#### [About this task]
Pick every line out of the entries below that holds the string "crate", and report them.

START Source material

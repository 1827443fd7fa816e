// Copyright 2025 coScene
//
// Licensed under the Apache License, Version 2.0 (the "License");
// you may not use this file except in compliance with the License.
// You may obtain a copy of the License at
//
//     http://www.apache.org/licenses/LICENSE-2.0
//
// Unless required by applicable law or agreed to in writing, software
// distributed under the License is distributed on an "AS IS" BASIS,
// WITHOUT WARRANTIES OR CONDITIONS OF ANY KIND, either express or implied.
// See the License for the specific language governing permissions and
// limitations under the License.

// Regex allowlists and the server's channel filter

use std::sync::Arc;

use regex::Regex;

use crate::channel::ChannelDescriptor;
use crate::sink_channel_filter::SinkChannelFilter;
use crate::Error;

/// List of anchored regular expressions. An empty list allows everything.
#[derive(Debug, Clone, Default)]
pub(crate) struct Allowlist(Vec<Regex>);

impl Allowlist {
    pub(crate) fn new(patterns: &[String]) -> Result<Self, Error> {
        patterns
            .iter()
            .map(|pattern| {
                Regex::new(&format!("^(?:{pattern})$")).map_err(|e| {
                    Error::ConfigurationError(format!("invalid allowlist pattern '{pattern}': {e}"))
                })
            })
            .collect::<Result<_, _>>()
            .map(Self)
    }

    pub(crate) fn allows(&self, value: &str) -> bool {
        self.0.is_empty() || self.0.iter().any(|re| re.is_match(value))
    }
}

/// True if any path segment of the topic starts with an underscore.
pub(crate) fn is_hidden_topic(topic: &str) -> bool {
    topic.split('/').any(|segment| segment.starts_with('_'))
}

/// Path traversal is never allowed, whatever the allowlist says.
pub(crate) fn is_asset_uri_allowed(allowlist: &Allowlist, uri: &str) -> bool {
    !uri.contains("..") && allowlist.allows(uri)
}

/// Channel filter applied to every client of a server
pub(crate) struct ServerChannelFilter {
    topics: Allowlist,
    include_hidden: bool,
    user_filter: Option<Arc<dyn SinkChannelFilter>>,
}

impl ServerChannelFilter {
    pub(crate) fn new(
        topics: Allowlist,
        include_hidden: bool,
        user_filter: Option<Arc<dyn SinkChannelFilter>>,
    ) -> Self {
        Self {
            topics,
            include_hidden,
            user_filter,
        }
    }
}

impl SinkChannelFilter for ServerChannelFilter {
    fn should_subscribe(&self, channel: &ChannelDescriptor<'_>) -> bool {
        if !self.include_hidden && is_hidden_topic(channel.topic()) {
            return false;
        }
        if !self.topics.allows(channel.topic()) {
            return false;
        }
        self.user_filter
            .as_ref()
            .map_or(true, |filter| filter.should_subscribe(channel))
    }
}

#[cfg(test)]
mod tests {
    use super::*;
    use crate::{Context, SinkChannelFilterFn};

    fn patterns(list: &[&str]) -> Vec<String> {
        list.iter().map(|s| s.to_string()).collect()
    }

    #[test]
    fn test_allowlist_is_anchored() {
        let allowlist = Allowlist::new(&patterns(&["/camera/.*", "/tf"])).unwrap();
        assert!(allowlist.allows("/camera/front"));
        assert!(allowlist.allows("/tf"));
        assert!(!allowlist.allows("/tf_static"));
        assert!(!allowlist.allows("/robot/camera/front"));
        assert!(Allowlist::default().allows("anything"));
    }

    #[test]
    fn test_invalid_pattern() {
        let err = Allowlist::new(&patterns(&["("])).unwrap_err();
        assert!(matches!(err, Error::ConfigurationError(_)));
    }

    #[test]
    fn test_hidden_topics() {
        assert!(is_hidden_topic("/_internal/state"));
        assert!(is_hidden_topic("_private"));
        assert!(!is_hidden_topic("/robot/state_"));
    }

    #[test]
    fn test_asset_uri() {
        let allowlist = Allowlist::new(&patterns(&["package://.*"])).unwrap();
        assert!(is_asset_uri_allowed(&allowlist, "package://robot/mesh.stl"));
        assert!(!is_asset_uri_allowed(&allowlist, "package://robot/../secret"));
        assert!(!is_asset_uri_allowed(&allowlist, "file:///etc/passwd"));
        assert!(!is_asset_uri_allowed(&Allowlist::default(), "../x"));
    }

    #[test]
    fn test_server_channel_filter() {
        let ctx = Context::new();
        let visible = ctx.channel_builder("/a").message_encoding("json").build_raw().unwrap();
        let hidden = ctx.channel_builder("/_a").message_encoding("json").build_raw().unwrap();
        let other = ctx.channel_builder("/b").message_encoding("json").build_raw().unwrap();

        let filter = ServerChannelFilter::new(
            Allowlist::new(&patterns(&["/_?a"])).unwrap(),
            false,
            None,
        );
        assert!(filter.should_subscribe(&visible.descriptor()));
        assert!(!filter.should_subscribe(&hidden.descriptor()));
        assert!(!filter.should_subscribe(&other.descriptor()));

        let user = Arc::new(SinkChannelFilterFn::new(|c: &ChannelDescriptor<'_>| {
            c.topic() != "/a"
        }));
        let filter = ServerChannelFilter::new(Allowlist::default(), true, Some(user));
        assert!(!filter.should_subscribe(&visible.descriptor()));
        assert!(filter.should_subscribe(&hidden.descriptor()));
    }
}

END Source material

#### [Answer space]
use crate::channel::ChannelDescriptor;
use crate::sink_channel_filter::SinkChannelFilter;
use crate::Error;
pub(crate) struct Allowlist(Vec<Regex>);
    pub(crate) fn new(patterns: &[String]) -> Result<Self, Error> {
    pub(crate) fn allows(&self, value: &str) -> bool {
pub(crate) fn is_hidden_topic(topic: &str) -> bool {
pub(crate) fn is_asset_uri_allowed(allowlist: &Allowlist, uri: &str) -> bool {
pub(crate) struct ServerChannelFilter {
    pub(crate) fn new(
    use crate::{Context, SinkChannelFilterFn};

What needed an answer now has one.